### What the task requires
Return verbatim all lines from the first one in the records to the line with "pub enum InsightKind", both ends kept.

***** Records provided *****

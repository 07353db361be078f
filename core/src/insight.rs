//! Key-insight extraction from structured analysis results.
//!
//! Insights are derived purely from computed results; nothing here
//! re-reads raw records. Two entry points mirror the two analyses:
//! one over a cash projection plus its scenarios, one over the
//! significant variances plus the trend summary.

use crate::{
    categorizer::RunwayCategory,
    config::EngineConfig,
    projection::CashProjection,
    record::MetricCategory,
    scenario::{ScenarioKind, ScenarioResult},
    significance::Significance,
    trend::{TrendDirection, TrendSummary},
    types::RunwayMonths,
    variance::VarianceRecord,
};
use serde::Serialize;
use std::collections::{BTreeMap, BTreeSet};

#[derive(Debug, Clone, Copy, PartialEq, Eq, Serialize)]
#[serde(rename_all = "snake_case")]
pub enum InsightKind {
    RunwayStatus,
    GrowthImpact,
    ScenarioRange,
    BreakevenPossible,
    CriticalVariances,
    ImprovingAccuracy,
    WorseningAccuracy,
    CategoryConcentration,
    SystemicPlanningIssue,
}

#[derive(Debug, Clone, Copy, PartialEq, Eq, PartialOrd, Ord, Serialize)]
#[serde(rename_all = "snake_case")]
pub enum InsightSeverity {
    Positive,
    Info,
    Medium,
    High,
    Critical,
}

#[derive(Debug, Clone, Serialize)]
pub struct Insight {
    pub kind: InsightKind,
    pub severity: InsightSeverity,
    pub title: String,
    pub detail: String,
}

fn months_label(months: RunwayMonths) -> String {
    match months.finite() {
        Some(m) => format!("{m:.1} months"),
        None => "indefinite".to_string(),
    }
}

fn runway_severity(category: RunwayCategory) -> InsightSeverity {
    match category {
        RunwayCategory::Infinite | RunwayCategory::Excellent | RunwayCategory::VeryGood => {
            InsightSeverity::Positive
        }
        RunwayCategory::Good => InsightSeverity::Info,
        RunwayCategory::Warning | RunwayCategory::Concerning => InsightSeverity::Medium,
        RunwayCategory::Critical => InsightSeverity::High,
        RunwayCategory::Emergency => InsightSeverity::Critical,
    }
}

pub fn runway_insights(
    projection: &CashProjection,
    scenarios: Option<&BTreeMap<ScenarioKind, ScenarioResult>>,
) -> Vec<Insight> {
    let mut insights = Vec::new();
    let basic = &projection.basic;
    let growth = &projection.growth_adjusted;

    insights.push(Insight {
        kind: InsightKind::RunwayStatus,
        severity: runway_severity(basic.category),
        title: format!("Runway: {}", months_label(basic.months)),
        detail: basic.category.description().to_string(),
    });

    if growth.months != basic.months {
        let detail = format!(
            "At {:.0}% monthly revenue growth the runway moves from {} to {}",
            projection.inputs.growth_rate * 100.0,
            months_label(basic.months),
            months_label(growth.months),
        );
        let title = match (basic.months.finite(), growth.months.finite()) {
            (Some(b), Some(g)) => format!("Growth extends runway by {:.1} months", g - b),
            _ => "Growth pushes the company past its cash-out point".to_string(),
        };
        insights.push(Insight {
            kind: InsightKind::GrowthImpact,
            severity: InsightSeverity::Positive,
            title,
            detail,
        });
    }

    if let Some(scenarios) = scenarios {
        let best = scenarios.values().max_by(|a, b| {
            a.runway
                .months
                .partial_cmp(&b.runway.months)
                .unwrap_or(std::cmp::Ordering::Equal)
        });
        let worst = scenarios.values().min_by(|a, b| {
            a.runway
                .months
                .partial_cmp(&b.runway.months)
                .unwrap_or(std::cmp::Ordering::Equal)
        });
        if let (Some(best), Some(worst)) = (best, worst) {
            insights.push(Insight {
                kind: InsightKind::ScenarioRange,
                severity: InsightSeverity::Info,
                title: format!(
                    "Runway range: {} to {}",
                    months_label(worst.runway.months),
                    months_label(best.runway.months),
                ),
                detail: format!("Best case {}, worst case {}", best.name, worst.name),
            });
        }
    }

    if growth.breakeven_reached {
        insights.push(Insight {
            kind: InsightKind::BreakevenPossible,
            severity: InsightSeverity::Positive,
            title: "Breakeven is reachable".to_string(),
            detail: "At the current growth rate revenue overtakes spending within the projection"
                .to_string(),
        });
    }

    insights
}

pub fn variance_insights(
    significant: &[VarianceRecord],
    trend: &TrendSummary,
    _config: &EngineConfig,
) -> Vec<Insight> {
    let mut insights = Vec::new();

    let critical: Vec<&VarianceRecord> = significant
        .iter()
        .filter(|v| v.significance == Significance::Critical)
        .collect();
    if !critical.is_empty() {
        let metrics: BTreeSet<&str> = critical.iter().map(|v| v.metric.name()).collect();
        insights.push(Insight {
            kind: InsightKind::CriticalVariances,
            severity: InsightSeverity::Critical,
            title: "Critical plan deviations detected".to_string(),
            detail: format!(
                "{} critical data points across: {}",
                critical.len(),
                metrics.into_iter().collect::<Vec<_>>().join(", ")
            ),
        });
    }

    if let TrendSummary::Computed(report) = trend {
        match report.direction {
            TrendDirection::Improving => insights.push(Insight {
                kind: InsightKind::ImprovingAccuracy,
                severity: InsightSeverity::Positive,
                title: "Planning accuracy is improving".to_string(),
                detail: "Variances are shrinking month over month".to_string(),
            }),
            TrendDirection::Worsening => insights.push(Insight {
                kind: InsightKind::WorseningAccuracy,
                severity: InsightSeverity::Medium,
                title: "Planning accuracy is deteriorating".to_string(),
                detail: "Variances are widening month over month".to_string(),
            }),
            TrendDirection::Stable => {}
        }
    }

    if !significant.is_empty() {
        let mut by_category: BTreeMap<MetricCategory, usize> = BTreeMap::new();
        for variance in significant {
            *by_category.entry(variance.category).or_default() += 1;
        }
        if let Some((&category, &count)) = by_category.iter().max_by_key(|&(_, &count)| count) {
            insights.push(Insight {
                kind: InsightKind::CategoryConcentration,
                severity: InsightSeverity::Medium,
                title: format!("Most deviations concentrate in {}", category.key()),
                detail: format!("{count} significant variances in this category"),
            });
        }
    }

    let revenue_count = significant
        .iter()
        .filter(|v| v.category == MetricCategory::Revenue)
        .count();
    let cost_count = significant
        .iter()
        .filter(|v| v.category == MetricCategory::Costs)
        .count();
    if revenue_count >= 3 && cost_count >= 3 {
        insights.push(Insight {
            kind: InsightKind::SystemicPlanningIssue,
            severity: InsightSeverity::High,
            title: "Systemic planning issues".to_string(),
            detail: "Repeated deviations on both the revenue and the cost side".to_string(),
        });
    }

    insights
}
//! Scenario engine: the fixed what-if set re-run through the
//! simulator.
//!
//! Scenario generation is deterministic: the set of scenarios and
//! every number in them is a pure function of the inputs and the
//! config table. The fundraising scenario carries a deliberate
//! approximation (arithmetic runway extension instead of a
//! re-simulation with the injected cash); it is preserved for
//! compatibility with downstream reports and flagged as
//! `simplified_extension` in the result.

use crate::{
    categorizer,
    config::EngineConfig,
    error::EngineResult,
    projection::{self, RunwayEstimate, RunwayInputs},
    types::RunwayMonths,
};
use chrono::{DateTime, Utc};
use serde::{Deserialize, Serialize};
use std::collections::BTreeMap;

#[derive(Debug, Clone, Copy, PartialEq, Eq, PartialOrd, Ord, Hash, Serialize, Deserialize)]
#[serde(rename_all = "snake_case")]
pub enum ScenarioKind {
    Base,
    Optimistic,
    Pessimistic,
    CostReduction,
    Fundraising,
}

impl ScenarioKind {
    pub fn name(self) -> &'static str {
        match self {
            ScenarioKind::Base => "Base Scenario",
            ScenarioKind::Optimistic => "Optimistic Scenario",
            ScenarioKind::Pessimistic => "Pessimistic Scenario",
            ScenarioKind::CostReduction => "Cost Reduction Scenario",
            ScenarioKind::Fundraising => "Fundraising Scenario",
        }
    }
}

#[derive(Debug, Clone, Copy, PartialEq, Serialize)]
pub struct FundraisingInjection {
    pub timing_months: f64,
    pub amount: f64,
}

/// The parameter delta a scenario applies on top of the base inputs.
#[derive(Debug, Clone, Copy, PartialEq, Serialize)]
pub struct ScenarioAssumptions {
    pub burn_multiplier: f64,
    pub growth_multiplier: f64,
    pub fundraising: Option<FundraisingInjection>,
}

#[derive(Debug, Clone, PartialEq, Serialize)]
pub struct ScenarioResult {
    pub kind: ScenarioKind,
    pub name: &'static str,
    pub description: String,
    pub assumptions: ScenarioAssumptions,
    pub runway: RunwayEstimate,
    /// The runway was extended arithmetically
    /// (timing + amount / net burn) instead of re-simulated.
    pub simplified_extension: bool,
}

/// Generate the fixed scenario set. The fundraising scenario appears
/// only when the basic runway is below the configured trigger.
pub fn generate(
    inputs: &RunwayInputs,
    as_of: DateTime<Utc>,
    config: &EngineConfig,
) -> EngineResult<BTreeMap<ScenarioKind, ScenarioResult>> {
    let sc = &config.scenarios;
    let mut scenarios = BTreeMap::new();

    scenarios.insert(
        ScenarioKind::Base,
        perturbed(
            ScenarioKind::Base,
            "Current growth and spending held constant".to_string(),
            inputs,
            1.0,
            1.0,
            as_of,
            config,
        )?,
    );

    scenarios.insert(
        ScenarioKind::Optimistic,
        perturbed(
            ScenarioKind::Optimistic,
            format!(
                "Growth x{}, costs x{}",
                sc.optimistic_growth_multiplier, sc.optimistic_burn_multiplier
            ),
            inputs,
            sc.optimistic_burn_multiplier,
            sc.optimistic_growth_multiplier,
            as_of,
            config,
        )?,
    );

    scenarios.insert(
        ScenarioKind::Pessimistic,
        perturbed(
            ScenarioKind::Pessimistic,
            format!(
                "Burn x{}, growth x{}",
                sc.pessimistic_burn_multiplier, sc.pessimistic_growth_multiplier
            ),
            inputs,
            sc.pessimistic_burn_multiplier,
            sc.pessimistic_growth_multiplier,
            as_of,
            config,
        )?,
    );

    scenarios.insert(
        ScenarioKind::CostReduction,
        perturbed(
            ScenarioKind::CostReduction,
            format!(
                "Costs reduced by {:.0}%",
                sc.cost_reduction_fraction * 100.0
            ),
            inputs,
            1.0 - sc.cost_reduction_fraction,
            1.0,
            as_of,
            config,
        )?,
    );

    let basic_months = projection::project(inputs, as_of, config)?.basic.months;
    if let RunwayMonths::Finite(months) = basic_months {
        if months < sc.fundraising_trigger_runway_months {
            scenarios.insert(
                ScenarioKind::Fundraising,
                fundraising_scenario(inputs, months, as_of, config)?,
            );
        }
    }

    Ok(scenarios)
}

fn perturbed(
    kind: ScenarioKind,
    description: String,
    inputs: &RunwayInputs,
    burn_multiplier: f64,
    growth_multiplier: f64,
    as_of: DateTime<Utc>,
    config: &EngineConfig,
) -> EngineResult<ScenarioResult> {
    let mut growth = projection::clamp_scaled_growth(inputs.growth_rate * growth_multiplier);
    if kind == ScenarioKind::Pessimistic {
        // Slowed growth never goes negative in the pessimistic case.
        growth = growth.max(0.0);
    }
    let adjusted = RunwayInputs {
        cash_balance: inputs.cash_balance,
        monthly_burn_rate: inputs.monthly_burn_rate * burn_multiplier,
        monthly_revenue: inputs.monthly_revenue,
        growth_rate: growth,
    };
    let runway = projection::project(&adjusted, as_of, config)?.growth_adjusted;
    Ok(ScenarioResult {
        kind,
        name: kind.name(),
        description,
        assumptions: ScenarioAssumptions {
            burn_multiplier,
            growth_multiplier,
            fundraising: None,
        },
        runway,
        simplified_extension: false,
    })
}

fn fundraising_scenario(
    inputs: &RunwayInputs,
    basic_months: f64,
    as_of: DateTime<Utc>,
    config: &EngineConfig,
) -> EngineResult<ScenarioResult> {
    let sc = &config.scenarios;
    let amount = (inputs.monthly_burn_rate * sc.fundraising_burn_months_raised)
        .max(inputs.cash_balance * sc.fundraising_cash_multiple);
    let timing = sc.fundraising_timing_months;
    let injection = FundraisingInjection {
        timing_months: timing,
        amount,
    };
    let assumptions = ScenarioAssumptions {
        burn_multiplier: 1.0,
        growth_multiplier: 1.0,
        fundraising: Some(injection),
    };

    if basic_months < timing {
        // Cash runs out before the raise lands. The runway is extended
        // arithmetically rather than re-simulated, a known
        // simplification kept for report compatibility.
        let net_burn = inputs.net_burn(); // > 0, basic runway is finite
        let extended = timing + amount / net_burn;
        let months = RunwayMonths::Finite(extended);
        return Ok(ScenarioResult {
            kind: ScenarioKind::Fundraising,
            name: ScenarioKind::Fundraising.name(),
            description: format!(
                "Raise ${amount:.0} landing in {timing:.0} months \
                 (simplified: raise applied arithmetically, not re-simulated)"
            ),
            assumptions,
            runway: RunwayEstimate {
                months,
                category: categorizer::categorize(months, &config.runway_bands),
                cash_out_date: projection::cash_out_date(as_of, extended, config),
                simulation_horizon_reached: false,
                breakeven_reached: false,
                projections: Vec::new(),
            },
            simplified_extension: true,
        });
    }

    // Raise lands inside the current runway: model it as upfront cash
    // and re-simulate.
    let funded = RunwayInputs {
        cash_balance: inputs.cash_balance + amount,
        ..*inputs
    };
    let runway = projection::project(&funded, as_of, config)?.growth_adjusted;
    Ok(ScenarioResult {
        kind: ScenarioKind::Fundraising,
        name: ScenarioKind::Fundraising.name(),
        description: format!("Raise ${amount:.0} landing in {timing:.0} months"),
        assumptions,
        runway,
        simplified_extension: false,
    })
}
//! Financial forecasting and variance engine.
//!
//! Two analyses over a startup's monthly numbers: cash runway
//! projection (basic, growth-adjusted, scenarios, sensitivity,
//! fundraising timing) and plan-vs-actual variance analysis
//! (significance classification, root causes, accuracy trends).
//! All entry points are pure given their inputs; time is passed in
//! explicitly and config tables are injected.

pub mod cache;
pub mod categorizer;
pub mod clock;
pub mod config;
pub mod engine;
pub mod error;
pub mod fundraising;
pub mod insight;
pub mod projection;
pub mod record;
pub mod root_cause;
pub mod scenario;
pub mod sensitivity;
pub mod significance;
pub mod trend;
pub mod types;
pub mod variance;

pub use engine::{ForecastEngine, RunwayAnalysis, VarianceReport};
pub use error::{EngineError, EngineResult};
//! plan-analyzer: command-line front end for the forecasting engine.
//!
//! Usage:
//!   plan-analyzer runway --cash 420000 --burn 55000 --revenue 21000 --growth 0.05
//!   plan-analyzer variance --plan plan.json --actual actual.json --stage series_a
//!
//! Both modes print a JSON report to stdout. `--config <path>` loads
//! config overrides, `--no-scenarios` skips scenario generation in
//! runway mode.

use anyhow::{bail, Context, Result};
use finplan_core::{
    clock::{Clock, SystemClock},
    config::EngineConfig,
    projection::RunwayInputs,
    record::MonthlyFinancialRecord,
    types::CompanyStage,
    ForecastEngine,
};
use std::env;
use std::fs;

fn main() -> Result<()> {
    env_logger::init();

    let args: Vec<String> = env::args().collect();
    let mode = args.get(1).map(String::as_str);

    let config = match find_arg(&args, "--config") {
        Some(path) => EngineConfig::load(path)?,
        None => EngineConfig::default(),
    };
    let engine = ForecastEngine::new(config)?;
    let as_of = SystemClock.now();

    match mode {
        Some("runway") => run_runway(&engine, &args, as_of),
        Some("variance") => run_variance(&engine, &args, as_of),
        _ => {
            eprintln!("usage: plan-analyzer <runway|variance> [options]");
            eprintln!("  runway   --cash N --burn N [--revenue N] [--growth F] [--no-scenarios]");
            eprintln!("  variance --plan FILE --actual FILE [--stage STAGE]");
            eprintln!("  common   [--config FILE]");
            bail!("missing or unknown mode");
        }
    }
}

fn run_runway(
    engine: &ForecastEngine,
    args: &[String],
    as_of: chrono::DateTime<chrono::Utc>,
) -> Result<()> {
    let inputs = RunwayInputs {
        cash_balance: parse_arg(args, "--cash", 0.0),
        monthly_burn_rate: parse_arg(args, "--burn", 0.0),
        monthly_revenue: parse_arg(args, "--revenue", 0.0),
        growth_rate: parse_arg(args, "--growth", 0.0),
    };
    let include_scenarios = !args.iter().any(|a| a == "--no-scenarios");

    let analysis = engine.calculate_runway(&inputs, include_scenarios, as_of)?;
    println!("{}", serde_json::to_string_pretty(&analysis)?);
    Ok(())
}

fn run_variance(
    engine: &ForecastEngine,
    args: &[String],
    as_of: chrono::DateTime<chrono::Utc>,
) -> Result<()> {
    let plan_path = find_arg(args, "--plan").context("--plan <file> is required")?;
    let actual_path = find_arg(args, "--actual").context("--actual <file> is required")?;
    let stage = match find_arg(args, "--stage") {
        Some(key) => CompanyStage::parse(key)?,
        None => CompanyStage::Seed,
    };

    let planned = load_records(plan_path)?;
    let actual = load_records(actual_path)?;

    let report = engine.analyze_variance(&planned, &actual, stage, as_of)?;
    println!("{}", serde_json::to_string_pretty(&report)?);
    Ok(())
}

fn load_records(path: &str) -> Result<Vec<MonthlyFinancialRecord>> {
    let content = fs::read_to_string(path).with_context(|| format!("cannot read {path}"))?;
    serde_json::from_str(&content).with_context(|| format!("cannot parse records in {path}"))
}

fn find_arg<'a>(args: &'a [String], flag: &str) -> Option<&'a str> {
    args.windows(2)
        .find(|w| w[0] == flag)
        .map(|w| w[1].as_str())
}

fn parse_arg<T: std::str::FromStr + Copy>(args: &[String], flag: &str, default: T) -> T {
    args.windows(2)
        .find(|w| w[0] == flag)
        .and_then(|w| w[1].parse().ok())
        .unwrap_or(default)
}
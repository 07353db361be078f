//! Forecast-accuracy trends over aligned plan and actual months.
//!
//! Each aligned month is collapsed into one aggregate variance figure:
//! the mean absolute variance percent over the key metrics (revenue,
//! costs, burn, new customers). An ordinary least squares fit over that
//! series gives the direction; a negative slope means forecasts are
//! getting more accurate.

use crate::{
    config::EngineConfig,
    record::Metric,
    types::{Month, Year},
    variance::AlignedMonth,
};
use serde::Serialize;

/// Metrics that feed the per-month aggregate variance.
pub const KEY_METRICS: &[Metric] = &[
    Metric::TotalRevenue,
    Metric::TotalCosts,
    Metric::BurnRate,
    Metric::NewCustomers,
];

#[derive(Debug, Clone, Copy, PartialEq, Eq, Serialize)]
#[serde(rename_all = "snake_case")]
pub enum TrendDirection {
    Improving,
    Stable,
    Worsening,
}

#[derive(Debug, Clone, Serialize)]
pub struct MonthlyAggregateVariance {
    pub year: Year,
    pub month: Month,
    pub avg_variance_percent: f64,
}

#[derive(Debug, Clone, Serialize)]
pub struct TrendReport {
    pub direction: TrendDirection,
    /// abs(slope) scaled to a 0-and-up strength figure.
    pub strength: f64,
    /// Population standard deviation of the monthly series.
    pub volatility: f64,
    pub avg_variance_percent: f64,
    /// Direction of the last three months only.
    pub recent: TrendDirection,
    pub monthly: Vec<MonthlyAggregateVariance>,
}

#[derive(Debug, Clone, Serialize)]
#[serde(tag = "status", rename_all = "snake_case")]
pub enum TrendSummary {
    InsufficientData {
        months_available: usize,
        months_required: usize,
    },
    Computed(TrendReport),
}

fn aggregate_variance(pair: &AlignedMonth<'_>) -> Option<f64> {
    let mut total = 0.0;
    let mut count = 0u32;
    for &metric in KEY_METRICS {
        let planned = metric.value_in(pair.planned);
        let actual = metric.value_in(pair.actual);
        if planned != 0.0 {
            total += (actual - planned).abs() / planned.abs();
            count += 1;
        }
    }
    (count > 0).then(|| total / f64::from(count) * 100.0)
}

/// OLS slope of y over x = 0..n.
fn slope(values: &[f64]) -> f64 {
    let n = values.len() as f64;
    let mean_x = (n - 1.0) / 2.0;
    let mean_y = values.iter().sum::<f64>() / n;
    let mut num = 0.0;
    let mut den = 0.0;
    for (i, &y) in values.iter().enumerate() {
        let dx = i as f64 - mean_x;
        num += dx * (y - mean_y);
        den += dx * dx;
    }
    if den == 0.0 {
        0.0
    } else {
        num / den
    }
}

fn std_dev(values: &[f64]) -> f64 {
    let n = values.len() as f64;
    let mean = values.iter().sum::<f64>() / n;
    (values.iter().map(|v| (v - mean).powi(2)).sum::<f64>() / n).sqrt()
}

fn recent_direction(values: &[f64]) -> TrendDirection {
    let recent = &values[values.len() - 3..];
    if recent[0] > recent[1] && recent[1] > recent[2] {
        return TrendDirection::Improving;
    }
    if recent[0] < recent[1] && recent[1] < recent[2] {
        return TrendDirection::Worsening;
    }
    let avg_recent = recent.iter().sum::<f64>() / 3.0;
    let avg_previous = if values.len() > 3 {
        let previous = &values[..values.len() - 3];
        previous.iter().sum::<f64>() / previous.len() as f64
    } else {
        avg_recent
    };
    if avg_recent < avg_previous * 0.8 {
        TrendDirection::Improving
    } else if avg_recent > avg_previous * 1.2 {
        TrendDirection::Worsening
    } else {
        TrendDirection::Stable
    }
}

pub fn analyze(aligned: &[AlignedMonth<'_>], config: &EngineConfig) -> TrendSummary {
    let required = config.trend.min_months;
    let monthly: Vec<MonthlyAggregateVariance> = aligned
        .iter()
        .filter_map(|pair| {
            aggregate_variance(pair).map(|avg| MonthlyAggregateVariance {
                year: pair.year,
                month: pair.month,
                avg_variance_percent: avg,
            })
        })
        .collect();

    if monthly.len() < required {
        return TrendSummary::InsufficientData {
            months_available: monthly.len(),
            months_required: required,
        };
    }

    let values: Vec<f64> = monthly.iter().map(|m| m.avg_variance_percent).collect();
    let slope = slope(&values);
    let direction = if slope < config.trend.improving_slope_cutoff {
        TrendDirection::Improving
    } else if slope > config.trend.worsening_slope_cutoff {
        TrendDirection::Worsening
    } else {
        TrendDirection::Stable
    };

    TrendSummary::Computed(TrendReport {
        direction,
        strength: slope.abs() * 10.0,
        volatility: std_dev(&values),
        avg_variance_percent: values.iter().sum::<f64>() / values.len() as f64,
        recent: recent_direction(&values),
        monthly,
    })
}

#[cfg(test)]
mod tests {
    use super::*;
    use crate::record::{MonthlyFinancialRecord, RecordKind};
    use crate::variance;

    fn series(actual_revenues: &[f64]) -> (Vec<MonthlyFinancialRecord>, Vec<MonthlyFinancialRecord>) {
        let mut plans = Vec::new();
        let mut actuals = Vec::new();
        for (i, &revenue) in actual_revenues.iter().enumerate() {
            let month = i as Month + 1;
            let mut plan = MonthlyFinancialRecord::new(RecordKind::Plan, 2025, month);
            plan.total_revenue = 100_000.0;
            plans.push(plan);
            let mut actual = MonthlyFinancialRecord::new(RecordKind::Actual, 2025, month);
            actual.total_revenue = revenue;
            actuals.push(actual);
        }
        (plans, actuals)
    }

    fn run(actual_revenues: &[f64]) -> TrendSummary {
        let config = EngineConfig::default();
        let (plans, actuals) = series(actual_revenues);
        let (aligned, _) = variance::align(&plans, &actuals).unwrap();
        analyze(&aligned, &config)
    }

    #[test]
    fn two_months_is_insufficient() {
        let summary = run(&[90_000.0, 95_000.0]);
        assert!(matches!(
            summary,
            TrendSummary::InsufficientData { months_available: 2, months_required: 3 }
        ));
    }

    #[test]
    fn shrinking_misses_read_as_improving() {
        // Aggregate variance 30%, 20%, 10%, 0%: slope -10.
        let summary = run(&[70_000.0, 80_000.0, 90_000.0, 100_000.0]);
        let TrendSummary::Computed(report) = summary else {
            panic!("expected a computed trend");
        };
        assert_eq!(report.direction, TrendDirection::Improving);
        assert_eq!(report.recent, TrendDirection::Improving);
        assert!((report.strength - 100.0).abs() < 1e-9);
        assert!((report.avg_variance_percent - 15.0).abs() < 1e-9);
        assert_eq!(report.monthly.len(), 4);
    }

    #[test]
    fn growing_misses_read_as_worsening() {
        let summary = run(&[95_000.0, 85_000.0, 70_000.0]);
        let TrendSummary::Computed(report) = summary else {
            panic!("expected a computed trend");
        };
        assert_eq!(report.direction, TrendDirection::Worsening);
        assert_eq!(report.recent, TrendDirection::Worsening);
    }

    #[test]
    fn flat_misses_read_as_stable_with_zero_volatility() {
        let summary = run(&[90_000.0, 90_000.0, 90_000.0]);
        let TrendSummary::Computed(report) = summary else {
            panic!("expected a computed trend");
        };
        assert_eq!(report.direction, TrendDirection::Stable);
        assert_eq!(report.volatility, 0.0);
        assert!((report.avg_variance_percent - 10.0).abs() < 1e-9);
    }

    #[test]
    fn zero_plan_months_are_excluded_from_the_series() {
        let config = EngineConfig::default();
        let (mut plans, actuals) = series(&[90_000.0, 90_000.0, 90_000.0, 90_000.0]);
        plans[0].total_revenue = 0.0;
        let (aligned, _) = variance::align(&plans, &actuals).unwrap();
        let TrendSummary::Computed(report) = analyze(&aligned, &config) else {
            panic!("expected a computed trend");
        };
        assert_eq!(report.monthly.len(), 3);
        assert_eq!(report.monthly[0].month, 2);
    }
}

*****

### Written answer
repository 07353db361be078f
filename core/src/insight.rs
//! Key-insight extraction from structured analysis results.
//!
//! Insights are derived purely from computed results; nothing here
//! re-reads raw records. Two entry points mirror the two analyses:
//! one over a cash projection plus its scenarios, one over the
//! significant variances plus the trend summary.

use crate::{
    categorizer::RunwayCategory,
    config::EngineConfig,
    projection::CashProjection,
    record::MetricCategory,
    scenario::{ScenarioKind, ScenarioResult},
    significance::Significance,
    trend::{TrendDirection, TrendSummary},
    types::RunwayMonths,
    variance::VarianceRecord,
};
use serde::Serialize;
use std::collections::{BTreeMap, BTreeSet};

#[derive(Debug, Clone, Copy, PartialEq, Eq, Serialize)]
#[serde(rename_all = "snake_case")]
pub enum InsightKind {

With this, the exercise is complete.